ACTION ITEM:
Nothing but the lines holding the string "unwrap" should appear in the answer. Copy them from the entries.
--- INPUT DATA ---
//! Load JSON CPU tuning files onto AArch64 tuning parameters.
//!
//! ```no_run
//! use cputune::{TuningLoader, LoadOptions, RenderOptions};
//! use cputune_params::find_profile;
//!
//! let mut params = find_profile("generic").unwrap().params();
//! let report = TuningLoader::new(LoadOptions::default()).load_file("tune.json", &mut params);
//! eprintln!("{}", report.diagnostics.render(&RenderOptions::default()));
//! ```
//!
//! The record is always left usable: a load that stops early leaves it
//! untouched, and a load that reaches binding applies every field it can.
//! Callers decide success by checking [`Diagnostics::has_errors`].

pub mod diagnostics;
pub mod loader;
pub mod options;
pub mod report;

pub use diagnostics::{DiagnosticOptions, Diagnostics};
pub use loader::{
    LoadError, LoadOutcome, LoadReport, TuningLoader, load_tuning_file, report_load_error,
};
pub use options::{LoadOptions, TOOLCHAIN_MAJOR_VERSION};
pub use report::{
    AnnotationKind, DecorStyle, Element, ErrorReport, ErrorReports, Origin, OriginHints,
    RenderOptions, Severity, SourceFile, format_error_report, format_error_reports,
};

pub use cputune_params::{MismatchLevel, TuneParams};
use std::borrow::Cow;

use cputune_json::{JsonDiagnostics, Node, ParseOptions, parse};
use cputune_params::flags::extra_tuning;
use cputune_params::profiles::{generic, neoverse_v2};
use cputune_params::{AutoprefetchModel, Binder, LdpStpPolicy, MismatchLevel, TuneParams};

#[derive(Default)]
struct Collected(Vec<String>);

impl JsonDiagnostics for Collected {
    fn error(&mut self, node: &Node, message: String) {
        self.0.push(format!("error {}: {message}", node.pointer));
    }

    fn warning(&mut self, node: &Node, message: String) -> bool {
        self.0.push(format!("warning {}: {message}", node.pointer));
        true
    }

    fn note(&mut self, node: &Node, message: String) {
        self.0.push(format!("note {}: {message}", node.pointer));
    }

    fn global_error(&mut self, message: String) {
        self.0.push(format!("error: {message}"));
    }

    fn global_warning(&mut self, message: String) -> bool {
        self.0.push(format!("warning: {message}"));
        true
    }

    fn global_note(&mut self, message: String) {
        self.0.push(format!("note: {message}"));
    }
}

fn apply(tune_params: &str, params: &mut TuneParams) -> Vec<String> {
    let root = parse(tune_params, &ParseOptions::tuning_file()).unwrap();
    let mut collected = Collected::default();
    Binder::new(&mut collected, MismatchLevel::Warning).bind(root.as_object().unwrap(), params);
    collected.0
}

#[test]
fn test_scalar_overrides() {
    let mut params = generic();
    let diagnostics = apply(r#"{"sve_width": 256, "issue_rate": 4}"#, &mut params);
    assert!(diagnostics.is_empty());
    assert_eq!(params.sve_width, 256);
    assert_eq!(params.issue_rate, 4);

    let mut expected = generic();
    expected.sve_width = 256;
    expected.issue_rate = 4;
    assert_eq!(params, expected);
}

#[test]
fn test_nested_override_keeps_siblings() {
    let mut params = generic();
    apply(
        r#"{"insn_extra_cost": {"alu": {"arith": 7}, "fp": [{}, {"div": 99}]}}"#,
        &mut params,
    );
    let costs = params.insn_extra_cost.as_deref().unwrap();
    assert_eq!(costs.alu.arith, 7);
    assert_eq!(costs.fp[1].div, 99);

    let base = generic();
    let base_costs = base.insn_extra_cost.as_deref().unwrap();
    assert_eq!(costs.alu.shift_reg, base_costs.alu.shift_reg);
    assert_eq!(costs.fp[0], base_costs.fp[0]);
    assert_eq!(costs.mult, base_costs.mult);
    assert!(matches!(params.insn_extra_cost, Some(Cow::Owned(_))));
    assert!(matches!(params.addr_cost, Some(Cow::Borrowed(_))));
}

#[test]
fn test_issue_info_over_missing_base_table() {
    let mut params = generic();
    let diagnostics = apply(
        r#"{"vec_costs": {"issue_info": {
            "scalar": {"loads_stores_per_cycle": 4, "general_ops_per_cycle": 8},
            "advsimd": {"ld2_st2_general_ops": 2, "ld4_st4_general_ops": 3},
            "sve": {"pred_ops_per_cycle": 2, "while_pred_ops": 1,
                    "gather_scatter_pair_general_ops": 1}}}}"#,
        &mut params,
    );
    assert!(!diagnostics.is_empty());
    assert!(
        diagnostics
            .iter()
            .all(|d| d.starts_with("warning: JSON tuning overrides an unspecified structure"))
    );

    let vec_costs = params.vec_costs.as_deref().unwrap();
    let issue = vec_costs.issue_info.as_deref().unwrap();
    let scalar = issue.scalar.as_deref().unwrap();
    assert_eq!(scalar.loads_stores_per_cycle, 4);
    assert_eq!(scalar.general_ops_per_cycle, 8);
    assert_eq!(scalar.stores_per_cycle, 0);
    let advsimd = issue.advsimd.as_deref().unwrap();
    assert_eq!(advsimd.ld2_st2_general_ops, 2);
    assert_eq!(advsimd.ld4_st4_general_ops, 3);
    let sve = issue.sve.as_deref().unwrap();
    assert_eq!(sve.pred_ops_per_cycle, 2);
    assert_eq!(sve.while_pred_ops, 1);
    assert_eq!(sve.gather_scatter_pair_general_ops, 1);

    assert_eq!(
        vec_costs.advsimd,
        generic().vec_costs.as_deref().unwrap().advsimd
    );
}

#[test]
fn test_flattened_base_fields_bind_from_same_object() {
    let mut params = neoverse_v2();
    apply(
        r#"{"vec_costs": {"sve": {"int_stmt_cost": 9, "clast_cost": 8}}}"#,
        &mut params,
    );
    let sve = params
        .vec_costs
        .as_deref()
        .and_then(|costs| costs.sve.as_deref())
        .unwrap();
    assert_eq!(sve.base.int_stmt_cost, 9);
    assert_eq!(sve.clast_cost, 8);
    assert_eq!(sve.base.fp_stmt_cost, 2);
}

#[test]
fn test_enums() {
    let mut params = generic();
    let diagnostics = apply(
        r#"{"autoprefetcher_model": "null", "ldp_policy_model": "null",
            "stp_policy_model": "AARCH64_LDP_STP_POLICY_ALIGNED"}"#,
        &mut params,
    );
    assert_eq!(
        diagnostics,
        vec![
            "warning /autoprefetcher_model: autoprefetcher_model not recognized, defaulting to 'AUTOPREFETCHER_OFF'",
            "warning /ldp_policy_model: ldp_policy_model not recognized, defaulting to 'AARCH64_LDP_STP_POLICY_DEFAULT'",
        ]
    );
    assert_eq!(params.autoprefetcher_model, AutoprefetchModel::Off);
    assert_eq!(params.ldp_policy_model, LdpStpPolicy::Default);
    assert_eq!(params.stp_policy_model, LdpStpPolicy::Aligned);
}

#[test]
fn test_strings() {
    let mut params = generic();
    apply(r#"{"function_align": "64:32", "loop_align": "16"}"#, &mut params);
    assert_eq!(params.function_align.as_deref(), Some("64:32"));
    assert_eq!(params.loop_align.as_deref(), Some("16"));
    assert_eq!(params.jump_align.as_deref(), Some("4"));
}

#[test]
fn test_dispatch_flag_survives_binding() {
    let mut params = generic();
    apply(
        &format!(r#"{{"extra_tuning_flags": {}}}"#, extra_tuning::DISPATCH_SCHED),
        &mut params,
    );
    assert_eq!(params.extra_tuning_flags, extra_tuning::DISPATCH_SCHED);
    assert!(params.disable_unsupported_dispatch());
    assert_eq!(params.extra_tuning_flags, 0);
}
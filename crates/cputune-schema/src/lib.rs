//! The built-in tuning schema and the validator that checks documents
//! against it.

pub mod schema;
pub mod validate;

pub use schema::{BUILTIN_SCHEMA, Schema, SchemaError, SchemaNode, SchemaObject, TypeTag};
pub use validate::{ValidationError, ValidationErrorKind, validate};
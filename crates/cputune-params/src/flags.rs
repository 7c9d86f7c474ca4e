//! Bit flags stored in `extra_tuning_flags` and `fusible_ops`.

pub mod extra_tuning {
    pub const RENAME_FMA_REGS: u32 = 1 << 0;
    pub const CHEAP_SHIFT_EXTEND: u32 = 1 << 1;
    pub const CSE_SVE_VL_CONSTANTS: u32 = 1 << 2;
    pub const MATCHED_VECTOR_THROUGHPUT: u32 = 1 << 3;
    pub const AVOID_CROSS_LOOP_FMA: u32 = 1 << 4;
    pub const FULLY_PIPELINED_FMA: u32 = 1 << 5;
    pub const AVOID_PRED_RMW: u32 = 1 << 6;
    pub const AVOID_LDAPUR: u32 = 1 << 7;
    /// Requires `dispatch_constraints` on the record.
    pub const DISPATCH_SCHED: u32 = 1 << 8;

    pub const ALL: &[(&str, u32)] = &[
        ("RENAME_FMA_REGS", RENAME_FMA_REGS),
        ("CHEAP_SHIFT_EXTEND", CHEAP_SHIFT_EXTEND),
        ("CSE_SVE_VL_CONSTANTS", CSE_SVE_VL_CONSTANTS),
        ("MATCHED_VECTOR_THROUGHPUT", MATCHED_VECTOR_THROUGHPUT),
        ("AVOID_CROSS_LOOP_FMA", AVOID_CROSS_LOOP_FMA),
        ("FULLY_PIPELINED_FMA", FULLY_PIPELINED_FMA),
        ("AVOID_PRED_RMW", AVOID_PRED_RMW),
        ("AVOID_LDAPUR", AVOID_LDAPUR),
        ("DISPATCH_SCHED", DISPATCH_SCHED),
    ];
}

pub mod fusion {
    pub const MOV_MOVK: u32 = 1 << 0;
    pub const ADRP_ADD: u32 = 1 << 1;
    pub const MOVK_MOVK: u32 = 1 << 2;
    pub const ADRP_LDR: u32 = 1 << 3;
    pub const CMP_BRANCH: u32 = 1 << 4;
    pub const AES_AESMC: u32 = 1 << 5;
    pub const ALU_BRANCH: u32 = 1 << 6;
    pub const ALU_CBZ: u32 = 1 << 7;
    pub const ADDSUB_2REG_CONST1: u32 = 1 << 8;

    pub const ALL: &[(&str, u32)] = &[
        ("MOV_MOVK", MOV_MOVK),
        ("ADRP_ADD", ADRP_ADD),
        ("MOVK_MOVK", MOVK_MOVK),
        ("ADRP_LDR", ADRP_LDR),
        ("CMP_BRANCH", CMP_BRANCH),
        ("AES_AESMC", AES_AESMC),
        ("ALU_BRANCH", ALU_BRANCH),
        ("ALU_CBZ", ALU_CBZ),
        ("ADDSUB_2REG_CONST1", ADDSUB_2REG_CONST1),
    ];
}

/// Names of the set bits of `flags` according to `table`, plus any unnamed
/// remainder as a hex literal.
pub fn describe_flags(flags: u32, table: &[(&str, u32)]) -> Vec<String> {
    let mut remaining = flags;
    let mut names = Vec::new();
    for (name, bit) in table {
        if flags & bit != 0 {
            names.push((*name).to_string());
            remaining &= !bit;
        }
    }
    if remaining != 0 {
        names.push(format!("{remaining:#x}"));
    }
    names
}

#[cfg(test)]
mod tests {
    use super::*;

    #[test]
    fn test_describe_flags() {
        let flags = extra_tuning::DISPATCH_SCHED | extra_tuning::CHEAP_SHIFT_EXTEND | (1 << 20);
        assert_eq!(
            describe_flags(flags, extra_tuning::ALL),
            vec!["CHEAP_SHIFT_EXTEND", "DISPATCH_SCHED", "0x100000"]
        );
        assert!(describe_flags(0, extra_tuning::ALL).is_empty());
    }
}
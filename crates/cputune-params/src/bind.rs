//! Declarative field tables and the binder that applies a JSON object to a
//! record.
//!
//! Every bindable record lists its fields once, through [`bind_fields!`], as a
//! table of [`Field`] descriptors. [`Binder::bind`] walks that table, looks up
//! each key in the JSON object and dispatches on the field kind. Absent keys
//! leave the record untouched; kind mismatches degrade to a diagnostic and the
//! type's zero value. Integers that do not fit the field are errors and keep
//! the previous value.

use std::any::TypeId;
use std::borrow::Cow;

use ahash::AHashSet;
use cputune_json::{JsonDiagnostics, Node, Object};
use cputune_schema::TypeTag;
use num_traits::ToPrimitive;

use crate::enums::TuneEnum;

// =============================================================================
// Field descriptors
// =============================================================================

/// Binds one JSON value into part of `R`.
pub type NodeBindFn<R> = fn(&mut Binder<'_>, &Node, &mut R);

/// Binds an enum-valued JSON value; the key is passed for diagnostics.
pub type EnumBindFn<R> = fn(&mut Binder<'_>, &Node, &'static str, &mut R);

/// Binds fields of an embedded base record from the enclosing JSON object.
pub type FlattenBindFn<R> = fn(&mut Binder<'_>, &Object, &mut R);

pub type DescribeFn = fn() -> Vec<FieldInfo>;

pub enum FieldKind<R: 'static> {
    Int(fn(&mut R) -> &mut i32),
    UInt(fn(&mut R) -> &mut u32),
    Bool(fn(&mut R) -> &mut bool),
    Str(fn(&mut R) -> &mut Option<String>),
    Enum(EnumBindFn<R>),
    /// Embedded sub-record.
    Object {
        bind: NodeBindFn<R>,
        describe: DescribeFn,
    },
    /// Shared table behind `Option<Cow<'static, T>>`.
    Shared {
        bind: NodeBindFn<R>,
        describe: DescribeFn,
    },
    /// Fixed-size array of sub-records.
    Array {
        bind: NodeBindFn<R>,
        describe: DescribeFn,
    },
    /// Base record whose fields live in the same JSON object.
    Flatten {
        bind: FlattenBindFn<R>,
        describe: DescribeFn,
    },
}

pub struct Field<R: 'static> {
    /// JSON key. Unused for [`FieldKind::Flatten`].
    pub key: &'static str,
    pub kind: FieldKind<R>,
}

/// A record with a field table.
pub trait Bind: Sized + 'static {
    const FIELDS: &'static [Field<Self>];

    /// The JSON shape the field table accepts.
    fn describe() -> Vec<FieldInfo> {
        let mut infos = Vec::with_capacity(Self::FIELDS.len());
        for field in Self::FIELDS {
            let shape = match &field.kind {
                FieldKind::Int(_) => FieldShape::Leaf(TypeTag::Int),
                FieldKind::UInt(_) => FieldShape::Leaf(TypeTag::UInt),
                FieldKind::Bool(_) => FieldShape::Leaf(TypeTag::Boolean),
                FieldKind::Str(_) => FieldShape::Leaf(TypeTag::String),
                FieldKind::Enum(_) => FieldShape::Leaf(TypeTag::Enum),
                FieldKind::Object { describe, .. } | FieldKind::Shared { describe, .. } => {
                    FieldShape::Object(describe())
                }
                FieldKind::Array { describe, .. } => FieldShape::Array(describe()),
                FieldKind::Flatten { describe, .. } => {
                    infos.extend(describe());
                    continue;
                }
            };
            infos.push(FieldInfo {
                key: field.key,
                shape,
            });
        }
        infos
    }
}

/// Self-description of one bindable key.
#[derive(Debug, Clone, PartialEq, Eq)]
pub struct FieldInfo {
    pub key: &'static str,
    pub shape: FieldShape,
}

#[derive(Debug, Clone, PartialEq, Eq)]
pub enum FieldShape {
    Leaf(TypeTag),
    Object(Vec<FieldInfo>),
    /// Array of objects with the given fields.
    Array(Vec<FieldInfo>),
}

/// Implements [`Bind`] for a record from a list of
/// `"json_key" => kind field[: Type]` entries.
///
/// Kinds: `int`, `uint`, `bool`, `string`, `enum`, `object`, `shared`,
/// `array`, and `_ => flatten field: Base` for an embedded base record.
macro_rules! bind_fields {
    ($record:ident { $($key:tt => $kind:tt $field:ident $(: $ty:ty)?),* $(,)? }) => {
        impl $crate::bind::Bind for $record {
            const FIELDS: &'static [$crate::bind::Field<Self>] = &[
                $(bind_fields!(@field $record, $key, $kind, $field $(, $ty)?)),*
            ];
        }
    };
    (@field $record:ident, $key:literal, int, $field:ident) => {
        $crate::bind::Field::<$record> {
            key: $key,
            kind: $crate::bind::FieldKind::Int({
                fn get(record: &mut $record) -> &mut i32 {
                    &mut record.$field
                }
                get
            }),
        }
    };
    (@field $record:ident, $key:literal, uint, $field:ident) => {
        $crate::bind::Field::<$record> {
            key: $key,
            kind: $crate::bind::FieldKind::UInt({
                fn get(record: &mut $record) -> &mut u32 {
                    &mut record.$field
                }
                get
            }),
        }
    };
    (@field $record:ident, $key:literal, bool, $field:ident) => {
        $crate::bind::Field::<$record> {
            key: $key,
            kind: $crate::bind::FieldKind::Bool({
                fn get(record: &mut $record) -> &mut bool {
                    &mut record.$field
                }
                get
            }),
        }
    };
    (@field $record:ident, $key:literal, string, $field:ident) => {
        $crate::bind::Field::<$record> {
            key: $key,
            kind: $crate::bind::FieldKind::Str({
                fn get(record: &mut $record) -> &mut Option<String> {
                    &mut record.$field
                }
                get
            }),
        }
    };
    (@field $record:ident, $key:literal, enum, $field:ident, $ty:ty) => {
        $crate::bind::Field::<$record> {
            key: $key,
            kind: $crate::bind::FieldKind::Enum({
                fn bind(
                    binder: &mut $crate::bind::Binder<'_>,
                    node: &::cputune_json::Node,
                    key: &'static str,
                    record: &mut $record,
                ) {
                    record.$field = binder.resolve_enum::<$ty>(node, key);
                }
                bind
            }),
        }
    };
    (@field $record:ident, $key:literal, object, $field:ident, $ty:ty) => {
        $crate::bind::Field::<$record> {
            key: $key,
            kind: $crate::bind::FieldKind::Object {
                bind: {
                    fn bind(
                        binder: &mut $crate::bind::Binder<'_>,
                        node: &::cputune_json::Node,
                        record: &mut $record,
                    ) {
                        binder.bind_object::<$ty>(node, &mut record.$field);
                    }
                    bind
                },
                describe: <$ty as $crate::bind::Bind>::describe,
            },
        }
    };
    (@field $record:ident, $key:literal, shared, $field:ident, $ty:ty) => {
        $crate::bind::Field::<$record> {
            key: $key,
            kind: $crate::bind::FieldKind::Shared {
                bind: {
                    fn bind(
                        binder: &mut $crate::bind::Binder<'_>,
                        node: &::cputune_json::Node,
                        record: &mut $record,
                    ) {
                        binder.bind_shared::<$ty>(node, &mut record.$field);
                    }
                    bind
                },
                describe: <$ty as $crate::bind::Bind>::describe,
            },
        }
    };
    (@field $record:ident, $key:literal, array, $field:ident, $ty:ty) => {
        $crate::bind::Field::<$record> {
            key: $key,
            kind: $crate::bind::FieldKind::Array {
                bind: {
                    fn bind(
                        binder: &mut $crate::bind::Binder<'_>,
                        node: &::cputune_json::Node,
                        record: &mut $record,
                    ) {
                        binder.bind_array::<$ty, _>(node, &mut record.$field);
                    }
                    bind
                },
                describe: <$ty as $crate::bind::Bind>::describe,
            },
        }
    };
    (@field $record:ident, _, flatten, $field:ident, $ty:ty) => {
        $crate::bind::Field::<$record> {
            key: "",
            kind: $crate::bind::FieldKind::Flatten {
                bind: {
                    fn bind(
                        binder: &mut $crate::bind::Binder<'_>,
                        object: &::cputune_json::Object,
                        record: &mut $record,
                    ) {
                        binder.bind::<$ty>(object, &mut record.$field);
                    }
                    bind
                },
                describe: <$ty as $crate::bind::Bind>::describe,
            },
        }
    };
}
---
EXPECTED ANSWER:
//! let mut params = find_profile("generic").unwrap().params();
    let root = parse(tune_params, &ParseOptions::tuning_file()).unwrap();
    Binder::new(&mut collected, MismatchLevel::Warning).bind(root.as_object().unwrap(), params);
    let costs = params.insn_extra_cost.as_deref().unwrap();
    let base_costs = base.insn_extra_cost.as_deref().unwrap();
    let vec_costs = params.vec_costs.as_deref().unwrap();
    let issue = vec_costs.issue_info.as_deref().unwrap();
    let scalar = issue.scalar.as_deref().unwrap();
    let advsimd = issue.advsimd.as_deref().unwrap();
    let sve = issue.sve.as_deref().unwrap();
        generic().vec_costs.as_deref().unwrap().advsimd
        .unwrap();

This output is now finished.